Nikel

Pelaku Tambang Nikel Harapkan Pemerintah Longgarkan Aturan DHE

Pelaku Tambang Nikel Harapkan Pemerintah Longgarkan Aturan DHE
Pelaku Tambang Nikel Harapkan Pemerintah Longgarkan Aturan DHE

JAKARTA - Asosiasi Penambang Nikel Indonesia (APNI) menyampaikan apresiasi terhadap langkah pemerintah yang berencana meninjau ulang kebijakan penempatan Devisa Hasil Ekspor Sumber Daya Alam (DHE-SDA). 

Evaluasi ini dinilai menjadi angin segar bagi industri tambang nikel yang selama ini menghadapi tekanan dari sisi arus kas (cash flow) akibat penerapan aturan tersebut.
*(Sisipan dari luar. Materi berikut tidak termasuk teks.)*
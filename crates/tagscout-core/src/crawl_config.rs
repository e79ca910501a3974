//! Typed crawl, pacing, retry, and scoring settings.
//!
//! Every field has a documented default via [`Default`]; the env loader in
//! [`crate::config`] only overrides what is set.

use std::time::Duration;

use crate::ConfigError;

/// Inclusive millisecond range a paced delay is drawn from.
#[derive(Debug, Clone, Copy, PartialEq, Eq)]
pub struct DelayRange {
    pub min_ms: u64,
    pub max_ms: u64,
}

impl DelayRange {
    #[must_use]
    pub const fn new(min_ms: u64, max_ms: u64) -> Self {
        Self { min_ms, max_ms }
    }

    /// Parse `"<min>-<max>"` (milliseconds), e.g. `"2000-4000"`.
    ///
    /// # Errors
    ///
    /// Returns a human-readable reason when the value is malformed or
    /// `min > max`.
    pub fn parse(raw: &str) -> Result<Self, String> {
        let (lo, hi) = raw
            .split_once('-')
            .ok_or_else(|| format!("expected \"<min>-<max>\", got \"{raw}\""))?;
        let min_ms = lo.trim().parse::<u64>().map_err(|e| e.to_string())?;
        let max_ms = hi.trim().parse::<u64>().map_err(|e| e.to_string())?;
        if min_ms > max_ms {
            return Err(format!("min {min_ms} is greater than max {max_ms}"));
        }
        Ok(Self { min_ms, max_ms })
    }
}

/// Delay ranges per action kind plus the backoff shape.
#[derive(Debug, Clone, PartialEq)]
pub struct PacingSettings {
    pub human_like_delays: bool,
    pub search: DelayRange,
    pub profile_visit: DelayRange,
    pub scroll: DelayRange,
    pub comment_read: DelayRange,
    /// Each recent failure multiplies the delay by this factor.
    pub backoff_multiplier: f64,
    /// Upper bound on the accumulated multiplier.
    pub backoff_ceiling: f64,
    /// Consecutive successes that reset the failure counter.
    pub reset_after_successes: u32,
}

impl Default for PacingSettings {
    fn default() -> Self {
        Self {
            human_like_delays: true,
            search: DelayRange::new(8_000, 15_000),
            profile_visit: DelayRange::new(10_000, 15_000),
            scroll: DelayRange::new(2_000, 4_000),
            comment_read: DelayRange::new(2_000, 5_000),
            backoff_multiplier: 2.0,
            backoff_ceiling: 8.0,
            reset_after_successes: 3,
        }
    }
}

#[derive(Debug, Clone, PartialEq, Eq)]
pub struct RetrySettings {
    /// Total attempts per action, including the first.
    pub max_attempts: u32,
}

impl Default for RetrySettings {
    fn default() -> Self {
        Self { max_attempts: 3 }
    }
}

#[derive(Debug, Clone, PartialEq, Eq)]
pub struct BreakerSettings {
    /// Consecutive permanent failures that open the breaker.
    pub failure_threshold: u32,
    pub window: Duration,
    pub cooldown: Duration,
}

impl Default for BreakerSettings {
    fn default() -> Self {
        Self {
            failure_threshold: 5,
            window: Duration::from_secs(300),
            cooldown: Duration::from_secs(120),
        }
    }
}

#[derive(Debug, Clone, PartialEq, Eq)]
pub struct SessionSettings {
    /// Hard timeout for a single engine action.
    pub action_timeout: Duration,
    /// Validate the session every N actions; `0` disables periodic checks.
    pub validate_every: u32,
    /// How long a failed account sits out before it can be used again.
    pub account_cooldown: Duration,
}

impl Default for SessionSettings {
    fn default() -> Self {
        Self {
            action_timeout: Duration::from_secs(45),
            validate_every: 25,
            account_cooldown: Duration::from_secs(30 * 60),
        }
    }
}

#[derive(Debug, Clone, PartialEq, Eq)]
pub struct StagePoolSizes {
    pub discovery: usize,
    pub profiles: usize,
    pub content: usize,
    pub comments: usize,
}

impl Default for StagePoolSizes {
    fn default() -> Self {
        Self {
            discovery: 1,
            profiles: 2,
            content: 2,
            comments: 1,
        }
    }
}

#[derive(Debug, Clone, Copy, PartialEq)]
pub struct ScoringWeights {
    pub engagement: f64,
    pub audience_quality: f64,
    pub consistency: f64,
}

impl Default for ScoringWeights {
    fn default() -> Self {
        Self {
            engagement: 0.5,
            audience_quality: 0.3,
            consistency: 0.2,
        }
    }
}

#[derive(Debug, Clone, PartialEq)]
pub struct ScoringConfig {
    pub weights: ScoringWeights,
    /// Minimum trimmed character count for a comment to count as substantive.
    pub substantive_min_chars: usize,
    /// Follower count at which an account moves from micro to mid tier.
    pub mid_tier_followers: u64,
    /// Follower count at which an account moves from mid to macro tier.
    pub macro_tier_followers: u64,
}

impl Default for ScoringConfig {
    fn default() -> Self {
        Self {
            weights: ScoringWeights::default(),
            substantive_min_chars: 12,
            mid_tier_followers: 100_000,
            macro_tier_followers: 1_000_000,
        }
    }
}

/// Everything the crawl pipeline needs to run.
#[derive(Debug, Clone, PartialEq)]
pub struct CrawlConfig {
    pub max_profiles_per_hashtag: usize,
    pub max_posts_per_profile: usize,
    pub max_comments_per_post: usize,
    /// Only this many of each profile's most recent posts reach Comment Collection.
    pub max_comment_posts_per_profile: usize,
    pub collect_comments: bool,
    pub max_search_scrolls: u32,
    pub max_content_scrolls: u32,
    pub max_comment_scrolls: u32,
    pub queue_capacity: usize,
    pub workers: StagePoolSizes,
    pub pacing: PacingSettings,
    pub retry: RetrySettings,
    pub breaker: BreakerSettings,
    pub session: SessionSettings,
    pub max_run_duration: Option<Duration>,
    pub scoring: ScoringConfig,
}

impl Default for CrawlConfig {
    fn default() -> Self {
        Self {
            max_profiles_per_hashtag: 50,
            max_posts_per_profile: 50,
            max_comments_per_post: 100,
            max_comment_posts_per_profile: 5,
            collect_comments: true,
            max_search_scrolls: 10,
            max_content_scrolls: 25,
            max_comment_scrolls: 20,
            queue_capacity: 64,
            workers: StagePoolSizes::default(),
            pacing: PacingSettings::default(),
            retry: RetrySettings::default(),
            breaker: BreakerSettings::default(),
            session: SessionSettings::default(),
            max_run_duration: None,
            scoring: ScoringConfig::default(),
        }
    }
}

impl CrawlConfig {
    /// Check cross-field constraints the env parser cannot express per field.
    ///
    /// # Errors
    ///
    /// Returns [`ConfigError::Validation`] naming the first violated constraint.
    pub fn validate(&self) -> Result<(), ConfigError> {
        let invalid = |msg: &str| Err(ConfigError::Validation(msg.to_string()));

        let pools = &self.workers;
        if pools.discovery == 0 || pools.profiles == 0 || pools.content == 0 || pools.comments == 0
        {
            return invalid("every stage worker pool needs at least one worker");
        }
        if self.queue_capacity == 0 {
            return invalid("queue capacity must be at least 1");
        }
        if self.retry.max_attempts == 0 {
            return invalid("retry max attempts must be at least 1");
        }
        if self.breaker.failure_threshold == 0 {
            return invalid("breaker threshold must be at least 1");
        }
        let at_least_one = |v: f64| v.is_finite() && v >= 1.0;
        if !at_least_one(self.pacing.backoff_multiplier) || !at_least_one(self.pacing.backoff_ceiling)
        {
            return invalid("backoff multiplier and ceiling must both be finite and >= 1.0");
        }
        for range in [
            self.pacing.search,
            self.pacing.profile_visit,
            self.pacing.scroll,
            self.pacing.comment_read,
        ] {
            if range.min_ms > range.max_ms {
                return invalid("pacing delay range has min greater than max");
            }
        }

        let w = self.scoring.weights;
        if [w.engagement, w.audience_quality, w.consistency]
            .iter()
            .any(|v| !v.is_finite() || *v < 0.0)
        {
            return invalid("scoring weights must be finite and non-negative");
        }
        if w.engagement + w.audience_quality + w.consistency <= 0.0 {
            return invalid("scoring weights must sum to a positive value");
        }
        if self.scoring.mid_tier_followers >= self.scoring.macro_tier_followers {
            return invalid("mid tier threshold must be below macro tier threshold");
        }
        Ok(())
    }
}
Dewan Penasihat Pertambangan APNI, Djoko Widajatno, mengatakan bahwa peninjauan kembali aturan DHE menjadi langkah penting agar kebijakan devisa ekspor dapat menyesuaikan dengan dinamika industri di lapangan. “Meninjau ulang DHE mungkin ada dua sisi,” ujarnya.

Menurutnya, dari satu sisi pemerintah ingin menjaga stabilitas nilai tukar dan memperkuat cadangan devisa nasional, namun di sisi lain pelaku usaha perlu kelonggaran untuk mengelola keuangan agar kegiatan produksi dan ekspor tetap berjalan lancar. 

“Kami memahami tujuan pemerintah, tapi pelaku usaha juga perlu ruang agar tidak tertekan secara finansial,” imbuhnya.

Djoko menekankan, kebijakan DHE yang mengharuskan eksportir menempatkan sebagian hasil devisanya di perbankan nasional dalam jangka waktu tertentu telah menimbulkan kendala bagi perusahaan, terutama dalam hal fleksibilitas penggunaan dana. 

Bagi industri nikel, yang karakter bisnisnya padat modal dan sangat bergantung pada arus kas untuk pembelian bahan baku serta biaya operasional, kebijakan ini menjadi tantangan tersendiri.

Karena itu, APNI berharap revisi yang tengah disiapkan pemerintah dapat mengakomodasi kepentingan nasional sekaligus menjaga keberlangsungan industri hilir nikel yang kini berkembang pesat di Tanah Air.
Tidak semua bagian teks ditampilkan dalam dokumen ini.